__AVAILABLE RECORDS__

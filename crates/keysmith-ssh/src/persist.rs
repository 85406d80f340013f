// ABOUTME: Writes an encoded key pair to disk as <name>.pem and <name>.pub.
// ABOUTME: Creates the output directory and keeps the private key at mode 0600.

use crate::error::{KeygenError, Result};
use crate::keypair::KeyPair;
use std::fs::{self, OpenOptions};
use std::io::Write;
use std::path::{Path, PathBuf};
use tracing::{info, warn};

/// Locations of the two files written for one key pair.
#[derive(Debug, Clone, PartialEq, Eq)]
pub struct KeyPaths {
    /// PKCS8 PEM private key (`<filename>.pem`).
    pub private_key: PathBuf,
    /// OpenSSH public key line (`<filename>.pub`).
    pub public_key: PathBuf,
}

/// Encode `pair` and write both halves into `output_dir`.
///
/// Missing directories are created. The private key is encrypted when
/// `passphrase` is non-empty. The returned paths are absolute. The pair is
/// consumed so its secret material is dropped once encoding is done.
///
/// If the public key cannot be written, the private key file is removed again
/// so the two files only ever exist together.
///
/// # Errors
/// Returns an error if directory creation, encoding, writing, or restricting
/// the private key permissions fails.
pub fn persist(
    pair: KeyPair,
    output_dir: &Path,
    filename: &str,
    comment: &str,
    passphrase: &str,
) -> Result<KeyPaths> {
    fs::create_dir_all(output_dir).map_err(|e| KeygenError::CreateDirectory {
        path: output_dir.to_path_buf(),
        source: e,
    })?;
    let output_dir = fs::canonicalize(output_dir).map_err(|e| KeygenError::CreateDirectory {
        path: output_dir.to_path_buf(),
        source: e,
    })?;

    let private_key = output_dir.join(format!("{filename}.pem"));
    let public_key = output_dir.join(format!("{filename}.pub"));

    let params = pair.params();
    let private_pem = pair.to_pkcs8_pem(passphrase)?;
    let public_line = pair.to_openssh_public(comment)?;
    drop(pair);

    write_private_key(&private_key, private_pem.as_bytes())?;
    drop(private_pem);

    if let Err(e) = fs::write(&public_key, public_line.as_bytes()) {
        // A private key without its public half is never left behind.
        if let Err(cleanup) = fs::remove_file(&private_key) {
            warn!(path = %private_key.display(), error = %cleanup, "failed to remove private key");
        }
        return Err(KeygenError::WriteKey {
            path: public_key,
            source: e,
        });
    }

    info!(
        algorithm = %params.algorithm(),
        bits = params.bits(),
        key_type = params.ssh_identifier(),
        encrypted = !passphrase.is_empty(),
        private_key = %private_key.display(),
        public_key = %public_key.display(),
        "key pair written"
    );

    Ok(KeyPaths {
        private_key,
        public_key,
    })
}

/// Write private key bytes to a file that is never readable by others.
///
/// On Unix the file is created with mode 0600, and the mode is forced again on
/// the open handle so an existing file with looser bits is tightened before
/// any secret is written.
fn write_private_key(path: &Path, contents: &[u8]) -> Result<()> {
    let write_err = |e| KeygenError::WriteKey {
        path: path.to_path_buf(),
        source: e,
    };

    let mut options = OpenOptions::new();
    options.write(true).create(true).truncate(true);
    #[cfg(unix)]
    {
        use std::os::unix::fs::OpenOptionsExt;
        options.mode(0o600);
    }
    let mut file = options.open(path).map_err(write_err)?;

    #[cfg(unix)]
    {
        use std::os::unix::fs::PermissionsExt;
        file.set_permissions(fs::Permissions::from_mode(0o600))
            .map_err(|e| KeygenError::SetPermissions {
                path: path.to_path_buf(),
                source: e,
            })?;
    }

    file.write_all(contents).map_err(write_err)?;
    file.sync_all().map_err(write_err)
}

__EXERCISE DESCRIPTION__
If a line in the entries above has the word "warn", copy it.

__RESPONSE BOX__
use tracing::{info, warn};
            warn!(path = %private_key.display(), error = %cleanup, "failed to remove private key");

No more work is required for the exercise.